Jobs
Concerns over rising water levels at Jobs Pond
PORTLAND, CT (WFSB) – Over the last month water has been rising rapidly at Jobs Pond in Portland, forcing residents to prepare for the worst but hope for the best.
Officials are concerned about keeping the residents who live along the pond safe from these rising waters.
Residents are hoping to keep the water out of their homes.
Jobs Pond is fed by underground springs and more importantly storm runoff, something we have had plenty of over the last several months. Water comes into the pond but has nowhere to exit.
Residents said it’s been like watching a slow-motion train wreck and their way of stopping it with water pumps isn’t enough.
They’re using these pumps to save the first floor of their homes, but the water is filling up faster than they can get it out.
Sen. Richard Blumenthal was at the press conference in Portland Wednesday urging officials to take immediate action regarding the ongoing flooding and for future preservation.
“Both the state and the federal government has a trust obligation to do something here. And I can tell you I’m personally going to call Ned Lamont as we leave here, but I’m also going to contact the Secretary of Agriculture to make sure that Washington D.C. knows about Jobs Pond,” Blumenthal said.

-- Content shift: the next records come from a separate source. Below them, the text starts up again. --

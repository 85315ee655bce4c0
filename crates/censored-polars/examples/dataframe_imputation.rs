//! Imputing nondetects straight from a DataFrame

use censored_polars::{CensoredStatsExt, RosConfig};
use polars::prelude::*;

fn main() -> Result<(), Box<dyn std::error::Error>> {
    // Lab results: values in `res`, nondetects flagged with "ND" in `qual`.
    let df = df![
        "res" => [2.0, 4.0, 4.0, 10.0, 3.0, 5.0, 6.0, 10.0, 12.0, 40.0, 78.0, 120.0],
        "qual" => ["ND", "ND", "ND", "ND", "", "", "", "", "", "", "", ""],
    ]?;

    println!("=== Input ===\n{}\n", df);

    // Compact output: imputed values next to the reported ones.
    let imputed = df.ros_impute(&RosConfig::default())?;
    println!("=== Imputed ===\n{}\n", imputed);

    // Full analysis keeps the detection-limit table and diagnostics.
    let analysis = df.ros_analysis(&RosConfig::default())?;
    println!("=== Detection limits ===\n{}\n", analysis.limits_frame()?);
    println!("=== Diagnostics ===\n{}\n", analysis.diagnostics_frame()?);

    if let Some(fit) = analysis.result().fit() {
        println!("Fit: {}", fit);
    }

    Ok(())
}
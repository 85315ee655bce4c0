//! Input type for censored data sets

use crate::{Error, Result};
use std::collections::HashSet;
use std::fmt;

/// A single measurement that is either detected or censored
///
/// A censored observation ("non-detect") carries its detection limit in
/// `value`: the true quantity is known only to lie below that limit. A
/// detected observation carries the measured value itself.
#[derive(Debug, Clone, Copy, PartialEq)]
pub struct Observation {
    /// Caller-assigned identity, unique within one data set
    pub id: u64,
    /// Measured value, or the detection limit when censored
    pub value: f64,
    /// Whether this observation is censored
    pub censored: bool,
}

impl Observation {
    /// Create a detected observation
    pub fn detected(id: u64, value: f64) -> Self {
        Self {
            id,
            value,
            censored: false,
        }
    }

    /// Create a censored observation reported at `limit`
    pub fn nondetect(id: u64, limit: f64) -> Self {
        Self {
            id,
            value: limit,
            censored: true,
        }
    }
}

impl fmt::Display for Observation {
    fn fmt(&self, f: &mut fmt::Formatter<'_>) -> fmt::Result {
        if self.censored {
            write!(f, "<{}", self.value)
        } else {
            write!(f, "{}", self.value)
        }
    }
}

/// Validate a data set before estimation
///
/// Every value must be finite and strictly positive, and every id must be
/// unique. The offending observation id is reported in the error.
pub fn validate(observations: &[Observation]) -> Result<()> {
    let mut seen = HashSet::with_capacity(observations.len());
    for obs in observations {
        if !obs.value.is_finite() {
            return Err(Error::non_finite_value(obs.id));
        }
        if obs.value <= 0.0 {
            return Err(Error::non_positive(obs.id, obs.value));
        }
        if !seen.insert(obs.id) {
            return Err(Error::duplicate_id(obs.id));
        }
    }
    Ok(())
}
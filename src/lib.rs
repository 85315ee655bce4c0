//! Censored-data statistics toolkit
//!
//! Environmental measurements are often reported only as "below a detection
//! limit". This workspace estimates those censored values with regression on
//! order statistics (ROS) after Hirsch and Stedinger (1987), handling data
//! sets with several different detection limits.
//!
//! The root crate re-exports the member crates:
//!
//! - [`censored_core`]: input types, validation, error taxonomy, and the
//!   quantile-family strategy used for scoring plotting positions
//! - [`censored_ros`]: the ROS pipeline itself (detection-limit table, ranks,
//!   exceedance probabilities, regression, imputation)
//!
//! DataFrame users should depend on `censored-polars` directly.
//!
//! # Example
//!
//! ```rust
//! use censored_stats::{ImputationStrategy, Observation, RosEstimator};
//!
//! let observations = vec![
//!     Observation::nondetect(0, 5.0),
//!     Observation::detected(1, 3.0),
//!     Observation::detected(2, 6.0),
//!     Observation::detected(3, 9.0),
//!     Observation::detected(4, 12.0),
//! ];
//!
//! let result = RosEstimator::new().estimate(&observations).unwrap();
//! assert_eq!(result.strategy(), ImputationStrategy::Regression);
//! assert_eq!(result.n_censored(), 1);
//!
//! for record in result.records() {
//!     println!("{:>8.3} (censored: {})", record.final_value, record.censored);
//! }
//! ```

// Re-export workspace crates
pub use censored_core::{Error, Observation, QuantileFamily, Result};
pub use censored_ros::{
    CohnTable, DetectionLimit, ImputationStrategy, LineFit, RosEstimator, RosRecord, RosResult,
};
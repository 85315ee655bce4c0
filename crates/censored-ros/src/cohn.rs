//! Detection-limit table ("Cohn table") construction
//!
//! One entry per distinct censoring threshold, carrying the interval
//! `[lower, upper)` it governs and the three counts the Hirsch-Stedinger
//! recursion needs:
//!
//! - `detects` (A): detected observations with value in `[lower, upper)`
//! - `below` (B): censored observations at or below `lower` plus detected
//!   observations strictly below `lower`
//! - `censored_at` (C): censored observations reported exactly at `lower`
//!
//! A trailing sentinel entry with zero exceedance terminates the backward
//! recursion over the table.

use censored_core::Observation;

#[cfg(feature = "parallel")]
use rayon::prelude::*;

/// One distinct detection limit and its Cohn quantities
#[derive(Debug, Clone, PartialEq)]
pub struct DetectionLimit {
    /// The censoring threshold this entry describes
    pub limit: f64,
    /// Lower bound of the governed interval (equals `limit`)
    pub lower: f64,
    /// Upper bound of the governed interval; the next limit, or infinity
    pub upper: f64,
    /// Number of detected observations in `[lower, upper)`
    pub detects: usize,
    /// Number of observations at or below `lower` (censored at `lower`
    /// counts, detected at `lower` does not)
    pub below: usize,
    /// Number of censored observations reported exactly at `lower`
    pub censored_at: usize,
    /// Probability of exceeding `lower`, filled in by the recursion
    pub exceedance: f64,
}

impl DetectionLimit {
    fn sentinel() -> Self {
        Self {
            limit: f64::INFINITY,
            lower: f64::INFINITY,
            upper: f64::INFINITY,
            detects: 0,
            below: 0,
            censored_at: 0,
            exceedance: 0.0,
        }
    }
}

/// Table of distinct detection limits in ascending order
///
/// Empty when the data set has no censored observations. A non-empty table
/// always ends with a sentinel entry whose exceedance probability is zero.
#[derive(Debug, Clone, Default)]
pub struct CohnTable {
    entries: Vec<DetectionLimit>,
}

impl CohnTable {
    /// Build the table for a data set
    ///
    /// The distinct censored values become the limits. When the smallest
    /// observed value (censored or not) lies below the smallest limit, it is
    /// inserted as an extra limit so that every observation has a governing
    /// entry.
    pub fn build(observations: &[Observation]) -> Self {
        let mut limits: Vec<f64> = observations
            .iter()
            .filter(|o| o.censored)
            .map(|o| o.value)
            .collect();

        if limits.is_empty() {
            return Self::default();
        }

        limits.sort_by(f64::total_cmp);
        limits.dedup();

        let min_value = observations
            .iter()
            .map(|o| o.value)
            .fold(f64::INFINITY, f64::min);
        if min_value < limits[0] {
            limits.insert(0, min_value);
        }

        let mut entries = count_entries(observations, &limits);
        entries.push(DetectionLimit::sentinel());

        Self { entries }
    }

    /// Whether the data set had any censored observations
    pub fn is_empty(&self) -> bool {
        self.entries.is_empty()
    }

    /// All entries including the trailing sentinel
    pub fn entries(&self) -> &[DetectionLimit] {
        &self.entries
    }

    /// The real entries, without the sentinel
    pub fn real_entries(&self) -> &[DetectionLimit] {
        if self.entries.is_empty() {
            &self.entries
        } else {
            &self.entries[..self.entries.len() - 1]
        }
    }

    /// Number of distinct detection limits
    pub fn num_limits(&self) -> usize {
        self.real_entries().len()
    }

    /// Index of the greatest entry whose lower bound does not exceed `value`
    ///
    /// Total for validated data: the minimum-value insertion guarantees the
    /// first lower bound is at or below every observation.
    pub fn index_for(&self, value: f64) -> usize {
        let real = self.real_entries();
        real.partition_point(|e| e.lower <= value).saturating_sub(1)
    }

    /// Attach exceedance probabilities to the entries
    ///
    /// `probabilities` must have one element per entry, sentinel included.
    pub(crate) fn with_exceedances(mut self, probabilities: &[f64]) -> Self {
        assert_eq!(
            self.entries.len(),
            probabilities.len(),
            "one probability per table entry"
        );
        for (entry, &pe) in self.entries.iter_mut().zip(probabilities) {
            entry.exceedance = pe;
        }
        self
    }

    /// The real entries as an owned vector, dropping the sentinel
    pub(crate) fn into_real_entries(mut self) -> Vec<DetectionLimit> {
        self.entries.pop();
        self.entries
    }
}

fn count_entries(observations: &[Observation], limits: &[f64]) -> Vec<DetectionLimit> {
    let build_entry = |i: usize| -> DetectionLimit {
        let lower = limits[i];
        let upper = if i + 1 < limits.len() {
            limits[i + 1]
        } else {
            f64::INFINITY
        };

        let mut detects = 0;
        let mut below = 0;
        let mut censored_at = 0;
        for obs in observations {
            if obs.censored {
                if obs.value <= lower {
                    below += 1;
                }
                if obs.value == lower {
                    censored_at += 1;
                }
            } else {
                if obs.value >= lower && obs.value < upper {
                    detects += 1;
                }
                if obs.value < lower {
                    below += 1;
                }
            }
        }

        DetectionLimit {
            limit: lower,
            lower,
            upper,
            detects,
            below,
            censored_at,
            exceedance: 0.0,
        }
    };

    #[cfg(feature = "parallel")]
    let entries = (0..limits.len()).into_par_iter().map(build_entry).collect();
    #[cfg(not(feature = "parallel"))]
    let entries = (0..limits.len()).map(build_entry).collect();

    entries
}
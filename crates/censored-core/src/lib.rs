//! Core types and error handling for censored-data estimation
//!
//! This crate holds the pieces every censored-stats crate builds on: the
//! [`Observation`] input type with its validation rules, the unified
//! [`Error`] taxonomy, and the [`QuantileFamily`] strategy that maps
//! plotting positions to quantile scores.
//!
//! # Example
//!
//! ```rust
//! use censored_core::{observation, Observation, QuantileFamily};
//!
//! let data = vec![
//!     Observation::nondetect(0, 0.5),
//!     Observation::detected(1, 1.2),
//! ];
//! observation::validate(&data).unwrap();
//!
//! // z-score of the median
//! let z = QuantileFamily::Normal.quantile(0.5).unwrap();
//! assert!(z.abs() < 1e-12);
//! ```

// Re-export submodules
pub mod distribution;
pub mod error;
pub mod observation;

// Re-export core types
pub use distribution::QuantileFamily;
pub use error::{Error, Result};
pub use observation::Observation;

/// Version information
pub const VERSION: &str = env!("CARGO_PKG_VERSION");
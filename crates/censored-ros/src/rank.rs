//! Rank assignment within detection-limit groups
//!
//! Ranks restart at 1 whenever the governing limit index or the censorship
//! flag changes from the previous row of the canonically sorted data. The
//! raw ranks drive the plotting positions; detected rows additionally get a
//! tie-averaged rank over equal values within the same limit group, which is
//! purely diagnostic.

use crate::cohn::CohnTable;
use censored_core::Observation;
use std::collections::HashMap;

/// Map each observation to the index of its governing detection limit
pub(crate) fn limit_indices(sorted: &[Observation], table: &CohnTable) -> Vec<usize> {
    sorted.iter().map(|o| table.index_for(o.value)).collect()
}

/// Raw ranks over the canonically sorted data
///
/// `rank[n] = rank[n-1] + 1` while the row shares its limit index and
/// censorship with the previous row; otherwise the rank resets to 1.
/// Canonical order keeps those groups contiguous.
pub(crate) fn raw_ranks(sorted: &[Observation], indices: &[usize]) -> Vec<u32> {
    let mut ranks = Vec::with_capacity(sorted.len());
    for n in 0..sorted.len() {
        let rank = if n == 0
            || indices[n] != indices[n - 1]
            || sorted[n].censored != sorted[n - 1].censored
        {
            1
        } else {
            ranks[n - 1] + 1
        };
        ranks.push(rank);
    }
    ranks
}

/// Tie-averaged ranks
///
/// Detected rows sharing a limit index and value get the mean of their raw
/// ranks; censored rows keep their raw rank.
pub(crate) fn averaged_ranks(
    sorted: &[Observation],
    indices: &[usize],
    raw: &[u32],
) -> Vec<f64> {
    // key detected ties by (limit index, value bits); values are finite
    let mut groups: HashMap<(usize, u64), (f64, u32)> = HashMap::new();
    for n in 0..sorted.len() {
        if !sorted[n].censored {
            let entry = groups
                .entry((indices[n], sorted[n].value.to_bits()))
                .or_insert((0.0, 0));
            entry.0 += raw[n] as f64;
            entry.1 += 1;
        }
    }

    (0..sorted.len())
        .map(|n| {
            if sorted[n].censored {
                raw[n] as f64
            } else {
                let (sum, count) = groups[&(indices[n], sorted[n].value.to_bits())];
                sum / count as f64
            }
        })
        .collect()
}
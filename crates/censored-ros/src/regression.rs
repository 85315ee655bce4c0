//! Least-squares fit of detected values against quantile scores

use crate::types::LineFit;
use censored_core::{Error, Result};

/// Fit an ordinary least-squares line through `(scores[i], values[i])`
///
/// `values` are already transformed (log space or identity) by the caller.
/// The correlation is clamped to `[-1, 1]` against floating-point drift and
/// reported as zero when either side has no variance.
pub(crate) fn fit_line(scores: &[f64], values: &[f64]) -> Result<LineFit> {
    if scores.len() != values.len() {
        return Err(Error::InvalidInput(format!(
            "score and value lengths differ: {} vs {}",
            scores.len(),
            values.len()
        )));
    }
    if scores.len() < 2 {
        return Err(Error::InvalidInput(
            "need at least 2 detected observations to fit a line".to_string(),
        ));
    }

    let n = scores.len() as f64;
    let mean_x = scores.iter().sum::<f64>() / n;
    let mean_y = values.iter().sum::<f64>() / n;

    let mut covariance = 0.0;
    let mut variance_x = 0.0;
    let mut variance_y = 0.0;
    for (&x, &y) in scores.iter().zip(values) {
        let dx = x - mean_x;
        let dy = y - mean_y;
        covariance += dx * dy;
        variance_x += dx * dx;
        variance_y += dy * dy;
    }

    if variance_x == 0.0 {
        return Err(Error::Computation(
            "quantile scores have zero variance".to_string(),
        ));
    }

    let slope = covariance / variance_x;
    let intercept = mean_y - slope * mean_x;
    let correlation = if variance_y == 0.0 {
        0.0
    } else {
        (covariance / (variance_x * variance_y).sqrt()).clamp(-1.0, 1.0)
    };

    Ok(LineFit {
        slope,
        intercept,
        correlation,
    })
}
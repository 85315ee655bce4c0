//! Common test utilities for censored-polars tests

use polars::prelude::*;

/// Twelve observations censored at three limits (2, 4, and 10), using the
/// default `res`/`qual` column names.
pub fn multiple_limit_df() -> DataFrame {
    df![
        "res" => [2.0, 4.0, 4.0, 10.0, 3.0, 5.0, 6.0, 10.0, 12.0, 40.0, 78.0, 120.0],
        "qual" => ["ND", "ND", "ND", "ND", "", "", "", "", "", "", "", ""],
    ]
    .unwrap()
}

/// Extract a non-null f64 column from a result DataFrame
pub fn extract_f64(df: &DataFrame, col_name: &str) -> Vec<f64> {
    df.column(col_name)
        .unwrap()
        .f64()
        .unwrap()
        .into_no_null_iter()
        .collect()
}

/// Extract a nullable f64 column from a result DataFrame
pub fn extract_opt_f64(df: &DataFrame, col_name: &str) -> Vec<Option<f64>> {
    df.column(col_name).unwrap().f64().unwrap().into_iter().collect()
}

/// Extract a non-null u32 column from a result DataFrame
pub fn extract_u32(df: &DataFrame, col_name: &str) -> Vec<u32> {
    df.column(col_name)
        .unwrap()
        .u32()
        .unwrap()
        .into_no_null_iter()
        .collect()
}

/// Extract a bool column from a result DataFrame
pub fn extract_bool(df: &DataFrame, col_name: &str) -> Vec<bool> {
    df.column(col_name)
        .unwrap()
        .bool()
        .unwrap()
        .into_no_null_iter()
        .collect()
}
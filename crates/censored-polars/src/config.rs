//! Configuration for ROS analysis of DataFrame columns

use censored_core::QuantileFamily;

/// Column names and estimator settings for ROS on a DataFrame
///
/// The defaults follow common lab-export layouts: measured values in a
/// `res` column, censorship qualifiers in a `qual` column, and nondetects
/// flagged with the string `"ND"`.
#[derive(Debug, Clone)]
pub struct RosConfig {
    /// Name of the column holding measured values
    pub value_column: String,
    /// Name of the column holding censorship qualifiers
    pub qualifier_column: String,
    /// Qualifier string that marks an observation as censored
    pub nd_symbol: String,
    /// Fit the regression in log space
    pub fit_logs: bool,
    /// Quantile family used to score plotting positions
    pub family: QuantileFamily,
}

impl Default for RosConfig {
    fn default() -> Self {
        Self {
            value_column: "res".to_string(),
            qualifier_column: "qual".to_string(),
            nd_symbol: "ND".to_string(),
            fit_logs: true,
            family: QuantileFamily::Normal,
        }
    }
}

impl RosConfig {
    /// Create a configuration with the default column names
    pub fn new() -> Self {
        Self::default()
    }

    /// Set the value column name
    pub fn with_value_column(mut self, name: impl Into<String>) -> Self {
        self.value_column = name.into();
        self
    }

    /// Set the qualifier column name
    pub fn with_qualifier_column(mut self, name: impl Into<String>) -> Self {
        self.qualifier_column = name.into();
        self
    }

    /// Set the qualifier string that marks nondetects
    pub fn with_nd_symbol(mut self, symbol: impl Into<String>) -> Self {
        self.nd_symbol = symbol.into();
        self
    }

    /// Set whether the regression runs in log space
    pub fn with_fit_logs(mut self, fit_logs: bool) -> Self {
        self.fit_logs = fit_logs;
        self
    }

    /// Set the quantile family
    pub fn with_family(mut self, family: QuantileFamily) -> Self {
        self.family = family;
        self
    }
}
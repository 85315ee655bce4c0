//! Exceedance probabilities, plotting positions, and quantile scores

use crate::cohn::CohnTable;
use censored_core::{Error, Observation, QuantileFamily, Result};

/// Compute exceedance probabilities for every table entry
///
/// Backward recursion from the sentinel (probability zero) to the first
/// entry:
///
/// ```text
/// pe[i] = pe[i+1] + (a[i] / (a[i] + b[i])) * (1 - pe[i+1])
/// ```
///
/// Returns one probability per entry, sentinel included. A zero-count
/// denominator is reported as a degenerate estimation instead of dividing;
/// validated input cannot produce one (every recorded limit counts its own
/// censored observations in `b`, and a synthetic minimum entry counts the
/// minimum detect in `a`).
pub(crate) fn exceedance_probabilities(table: &CohnTable) -> Result<Vec<f64>> {
    let entries = table.entries();
    let mut pe = vec![0.0; entries.len()];

    for i in (0..entries.len().saturating_sub(1)).rev() {
        let entry = &entries[i];
        let denominator = entry.detects + entry.below;
        if denominator == 0 {
            return Err(Error::DegenerateEstimation {
                index: i,
                reason: "no observations counted at or below this limit".to_string(),
            });
        }
        let fraction = entry.detects as f64 / denominator as f64;
        pe[i] = pe[i + 1] + fraction * (1.0 - pe[i + 1]);
    }

    Ok(pe)
}

/// Compute the plotting position of every row
///
/// Requires a table with exceedance probabilities attached. Positions are
/// checked to lie strictly inside (0, 1); anything else is a degenerate
/// configuration and errors rather than being clamped.
pub(crate) fn plotting_positions(
    sorted: &[Observation],
    indices: &[usize],
    raw_ranks: &[u32],
    table: &CohnTable,
) -> Result<Vec<f64>> {
    let entries = table.entries();
    let mut positions = Vec::with_capacity(sorted.len());

    for n in 0..sorted.len() {
        let i = indices[n];
        let rank = raw_ranks[n] as f64;
        let entry = &entries[i];
        // the sentinel guarantees a successor for every real entry
        let successor = &entries[i + 1];

        let position = if sorted[n].censored {
            (1.0 - entry.exceedance) * rank / (entry.censored_at as f64 + 1.0)
        } else {
            (1.0 - entry.exceedance)
                + (entry.exceedance - successor.exceedance) * rank / (entry.detects as f64 + 1.0)
        };

        if !(position > 0.0 && position < 1.0) {
            return Err(Error::DegenerateEstimation {
                index: i,
                reason: format!(
                    "plotting position {} for observation {} lies outside (0, 1)",
                    position, sorted[n].id
                ),
            });
        }
        positions.push(position);
    }

    Ok(positions)
}

/// Map plotting positions to quantile scores of the configured family
pub(crate) fn quantile_scores(positions: &[f64], family: QuantileFamily) -> Result<Vec<f64>> {
    positions.iter().map(|&p| family.quantile(p)).collect()
}
//! Imputation with several detection limits
//!
//! Shows the detection-limit table, the plotting positions, and how the
//! quantile family changes the imputed values.

use censored_ros::{Observation, QuantileFamily, RosEstimator};

fn main() -> Result<(), Box<dyn std::error::Error>> {
    println!("=== Multiple Detection Limits ===\n");

    // Lab reports with limits that improved over time: 10, then 4, then 2.
    let observations = vec![
        Observation::nondetect(0, 10.0),
        Observation::nondetect(1, 4.0),
        Observation::nondetect(2, 4.0),
        Observation::nondetect(3, 2.0),
        Observation::detected(4, 3.0),
        Observation::detected(5, 5.0),
        Observation::detected(6, 6.0),
        Observation::detected(7, 10.0),
        Observation::detected(8, 12.0),
        Observation::detected(9, 40.0),
        Observation::detected(10, 78.0),
        Observation::detected(11, 120.0),
    ];

    let result = RosEstimator::new().estimate(&observations)?;

    println!("1. Detection-limit table");
    println!(
        "{:>8} {:>8} {:>8} {:>8} {:>12}",
        "limit", "detects", "below", "at", "exceedance"
    );
    for entry in result.detection_limits() {
        println!(
            "{:>8.2} {:>8} {:>8} {:>8} {:>12.4}",
            entry.limit, entry.detects, entry.below, entry.censored_at, entry.exceedance
        );
    }

    println!("\n2. Plotting positions and imputed values");
    println!(
        "{:>8} {:>10} {:>10} {:>12}",
        "reported", "censored", "position", "final"
    );
    for record in result.records() {
        println!(
            "{:>8.2} {:>10} {:>10.4} {:>12.4}",
            record.value,
            if record.censored { "yes" } else { "no" },
            record.plotting_position.unwrap_or(f64::NAN),
            record.final_value
        );
    }

    println!("\n3. Sensitivity to the quantile family");
    for family in [
        QuantileFamily::Normal,
        QuantileFamily::Laplace,
        QuantileFamily::Cauchy,
    ] {
        let result = RosEstimator::new()
            .with_family(family)
            .estimate(&observations)?;
        let imputed: Vec<String> = result
            .censored_records()
            .iter()
            .map(|r| format!("{:.4}", r.final_value))
            .collect();
        println!("  {:<10} -> [{}]", family.to_string(), imputed.join(", "));
    }

    Ok(())
}
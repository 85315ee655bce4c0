//! Canonical ordering of censored data sets

use censored_core::Observation;

/// Sort observations into canonical ROS order
///
/// Censored observations come first, ascending by detection limit, followed
/// by detected observations ascending by value. The sort is stable, so
/// observations with equal value and censorship keep their input order;
/// that order has no effect on the estimates.
pub fn ros_sort(observations: &[Observation]) -> Vec<Observation> {
    let (mut censored, mut detected): (Vec<Observation>, Vec<Observation>) =
        observations.iter().copied().partition(|o| o.censored);

    // values are validated finite before sorting, total_cmp is belt and braces
    censored.sort_by(|a, b| a.value.total_cmp(&b.value));
    detected.sort_by(|a, b| a.value.total_cmp(&b.value));

    censored.extend(detected);
    censored
}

The short-term plan is to use larger and more powerful pumps that will transport water from Jobs Pond to the Connecticut River over a mile away. It’s a similar strategy that was used in 1984 when flooding of this magnitude last occurred.
The town of Portland also applied for grant money from the USDA Emergency Watershed Protection Conservation program, but like any federally funded government program, that takes time.